LAPLACE, PIERRE SIMON, MARQUIS DE, the greatest of recent physicists, was born March 23, 1749, at Beaumont, near Pont l'Evêque, in Lower Normandy. His father, a small farmer in the Vallée d'Auge, was too poor to send him to school, but some rich friends took an interest in the young scholar and sent him to the college of Caen, and afterwards to the military school of Beaumont. Though mathematics were at this time his favourite study, he seems to have paid a good deal of attention to theology. In his eighteenth year he went to Paris, furnished with introductions to D'Alembert and others. D'Alembert took no notice of his letter, till Laplace sent him an essay involving some of the higher principles of mathematics, when he invited him to his house, and shortly afterwards procured him a mathematical mastership in the military school of Paris. Laplace soon justified his choice by his papers read before the Academy of Sciences, of which, in 1773, he became an associate, and in 1786 a member. Before he was thirty years of age he had begun that career of discovery which only terminated with his life. It is not necessary here to recapitulate the details of his studies and their results, which are given in full in the PRELIMINARY DISSERTATIONS of Sir John Leslie and Professor J. D. Forbes. When the Revolution broke out, Laplace became ambitious of political distinction. In 1796 he was one of the deputation which, in presence of the Council of Five Hundred, swore eternal hatred against royalty. A little later he dedicated to this same body his Exposition du Système du Monde. On the return of General Bonaparte from his campaigns in Italy, Laplace paid his court to him and secured his admission into the Institute. His good will was rewarded at a later period with the portfolio of the interior. But, as Napoleon afterwards said, "he carried into government the principles of
the calculus," and managed matters so ill, that after six weeks of office it was found necessary to promote him to a sinecure in the senate. This occurred in 1799. Four years later he was made successively vice-president and chancellor of that body. Though he had sworn eternal hatred against kings and tyrants, he cheerfully took the oath of allegiance to Napoleon when he mounted the throne in 1804. His complaisance was rewarded with numerous honours. He received the grand-cordon of the Legion of Honour in 1805, the title of count in 1806, the cross of grand-officier of the Legion of Honour in 1813, with many other distinctions. Yet when his benefactor's power began to wane, Laplace was among the first who voted for the overthrow of the imperial throne, and the restoration of the Bourbons. He even displayed a spirit of pusillanimous ingratitude to his fallen patron. He had dedicated to him, in very fulsome terms, his Théorie des Probabilités; in 1814, on the downfall of the empire, he suppressed this dedication. Shame or remorse for this time-serving may perhaps have prevented him from visiting the Tuileries during the Hundred Days. It is all the more creditable to him, however, that he did not go, as he had been assured of a kindly welcome. He carried a somewhat similar spirit into his writings, in which he withheld nearly all mention of any who had preceded him in his own branch of science, though liberal enough of praise to the great names in other departments of inquiry. On this point, however, it is unnecessary to dwell, as it has been already discussed in Professor Forbes' DISSERTATION. In 1816 Laplace was named by Louis XVIII. president of a commission for the reorganization of the Polytechnic School, and in the following year became president of the Academy of Sciences. Before this date he had been elected a member of all the leading learned societies of Europe. At the time of his death, March 5, 1827, exactly a century after that of Newton, he had nearly completed his 78th year. The last words he was heard to utter were, "Ce que nous savons est peu de choses; ce que nous ignorons est immense."

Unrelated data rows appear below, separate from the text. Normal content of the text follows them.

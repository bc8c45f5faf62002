//! Configuration loading from disk.

use std::fs;
use std::path::Path;

use thiserror::Error;

use crate::config::schema::BreakerConfig;
use crate::config::validation::{validate_config, ConfigError};

/// Error type for configuration loading.
#[derive(Debug, Error)]
pub enum LoadError {
    #[error("IO error: {0}")]
    Io(#[from] std::io::Error),

    #[error("Parse error: {0}")]
    Parse(#[from] toml::de::Error),

    #[error("Validation failed: {}", join(.0))]
    Validation(Vec<ConfigError>),
}

fn join(errors: &[ConfigError]) -> String {
    errors
        .iter()
        .map(ToString::to_string)
        .collect::<Vec<_>>()
        .join(", ")
}

/// Load and validate configuration from a TOML file.
pub fn load_config(path: &Path) -> Result<BreakerConfig, LoadError> {
    let content = fs::read_to_string(path)?;
    parse_config(&content)
}

/// Parse and validate configuration from TOML text.
pub fn parse_config(content: &str) -> Result<BreakerConfig, LoadError> {
    let config: BreakerConfig = toml::from_str(content)?;

    validate_config(&config).map_err(LoadError::Validation)?;

    Ok(config)
}
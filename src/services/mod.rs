pub mod chat_service;
pub mod question_provider;
pub mod quiz_generation_service;
pub mod quiz_runner;
pub mod tutor_service;
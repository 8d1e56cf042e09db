use async_trait::async_trait;
use log::debug;
use secrecy::ExposeSecret;
use serde::{Deserialize, Serialize};

use crate::{
    config::Config,
    errors::{AppError, AppResult},
};

/// Seam to the generative-language API. Takes a prompt, returns the model's
/// reply text. Everything that interprets that text lives in the generation
/// service so it can be tested against a mock.
#[cfg_attr(test, mockall::automock)]
#[async_trait]
pub trait GenerativeModel: Send + Sync {
    async fn generate_content(&self, prompt: &str) -> AppResult<String>;
}

/// REST client for the Google generative-language API.
pub struct GeminiClient {
    http: reqwest::Client,
    api_base: String,
    api_key: secrecy::SecretString,
    model: String,
}

#[derive(Debug, Serialize)]
struct GenerateContentRequest {
    contents: Vec<Content>,
}

#[derive(Debug, Serialize, Deserialize)]
struct Content {
    parts: Vec<Part>,
}

#[derive(Debug, Serialize, Deserialize)]
struct Part {
    text: String,
}

#[derive(Debug, Deserialize)]
struct GenerateContentResponse {
    #[serde(default)]
    candidates: Vec<Candidate>,
}

#[derive(Debug, Deserialize)]
struct Candidate {
    content: Content,
}

impl GeminiClient {
    pub fn new(http: reqwest::Client, config: &Config) -> Self {
        Self {
            http,
            api_base: config.gemini_api_base.trim_end_matches('/').to_string(),
            api_key: config.gemini_api_key.clone(),
            model: config.gemini_model.clone(),
        }
    }

    fn endpoint(&self) -> String {
        format!(
            "{}/v1beta/models/{}:generateContent",
            self.api_base, self.model
        )
    }
}

#[async_trait]
impl GenerativeModel for GeminiClient {
    async fn generate_content(&self, prompt: &str) -> AppResult<String> {
        debug!("sending prompt to model {}", self.model);

        let body = GenerateContentRequest {
            contents: vec![Content {
                parts: vec![Part {
                    text: prompt.to_string(),
                }],
            }],
        };

        let response = self
            .http
            .post(self.endpoint())
            .query(&[("key", self.api_key.expose_secret())])
            .json(&body)
            .send()
            .await?;

        let status = response.status();
        if !status.is_success() {
            let detail = response.text().await.unwrap_or_default();
            return Err(AppError::ProviderUnavailable(format!(
                "model API returned {status}: {detail}"
            )));
        }

        let payload: GenerateContentResponse = response
            .json()
            .await
            .map_err(|err| AppError::MalformedProviderResponse(err.to_string()))?;

        payload
            .candidates
            .into_iter()
            .next()
            .and_then(|candidate| candidate.content.parts.into_iter().next())
            .map(|part| part.text)
            .ok_or_else(|| {
                AppError::MalformedProviderResponse("response contained no candidates".to_string())
            })
    }
}
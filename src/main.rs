use actix_cors::Cors;
use actix_web::{middleware::Logger, web, App, HttpServer};
use log::info;

use prashna_server::{
    app_state::AppState,
    config::Config,
    handlers::{generate_questions, health_check, interactive_chat, reset_session, send_message},
    middleware::RequestIdMiddleware,
};

#[actix_web::main]
async fn main() -> std::io::Result<()> {
    dotenvy::dotenv().ok();
    env_logger::init_from_env(env_logger::Env::default().default_filter_or("info"));

    let config = Config::from_env();
    let host = config.web_server_host.clone();
    let port = config.web_server_port;

    let state = AppState::new(config)
        .map_err(|err| std::io::Error::other(err.to_string()))?;

    info!("starting HTTP server at http://{host}:{port}");

    HttpServer::new(move || {
        App::new()
            .app_data(web::Data::new(state.clone()))
            .wrap(Cors::permissive())
            .wrap(RequestIdMiddleware)
            .wrap(Logger::default())
            .service(generate_questions)
            .service(send_message)
            .service(interactive_chat)
            .service(reset_session)
            .service(health_check)
    })
    .bind((host.as_str(), port))?
    .run()
    .await
}
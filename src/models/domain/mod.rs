pub mod question;
pub mod quiz_session;
pub mod tutor_session;

pub use question::Question;
pub use quiz_session::{AnswerSlot, QuizSession, ReviewEntry, SubmitOutcome, Summary};
pub use tutor_session::{ChatTurn, TutorSession};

The following list of Laplace's works is taken chiefly from La France Littéraire, by M. Quéret, and includes not only his separate publications, but also numerous memoirs, with which, during a period extending to rather more than half a century, he enriched the collections of the Academy and the Institute, and the Journal of the Polytechnic School:—
Laplace. sident Bochart de Saron, who only caused 200 copies to be struck off, for the purpose of being distributed gratuitously.
7. Traité de Mécanique Céleste, in sixteen books, Paris, 1799-1825, in five volumes 4to, with four supplements published at different times. The first book treats of the general laws of the equilibrium of motion; the second, of the law of universal gravitation, and the motion of the centres of gravity of the heavenly bodies; the third, of the figure of the heavenly bodies; the fourth, of the oscillations of the sea and the atmosphere; the fifth, of the motions of the heavenly bodies around their proper centres of gravity; the sixth, of the theory of the planetary motions; the seventh, of the theory of the moon; the eighth, of the theory of the satellites of Jupiter, Saturn, and Uranus; the ninth, of the theory of comets; the tenth, on different points relative to the system of the world; the eleventh, on the figure and rotation of the earth; the twelfth, on the attraction and repulsion of spheres, and the laws of the equilibrium and motion of elastic fluids; the thirteenth, on the oscillation of the fluids which cover the planets; the fourteenth, on the motions of the heavenly bodies around their centres of gravity; the fifteenth, on the motions of the planets and comets; and the sixteenth, on the motions of the satellites. A second edition of the first two volumes of this work was published at Paris in 1829, 1830. In this country no attempt has yet been made, so far as we know, to translate the Traité de Mécanique Céleste into English; but, in 1830, an English translation of the first volume, with a commentary, was published at Boston, in the United States of America. Both the translation and the commentary are by Dr Bowditch of Boston; but the amount of the latter is out of all proportion to the text, being intended to enable persons but moderately skilled in the mathematics to comprehend the profound analytical investigations of the great astronomer, and to follow him to his beautiful and striking results.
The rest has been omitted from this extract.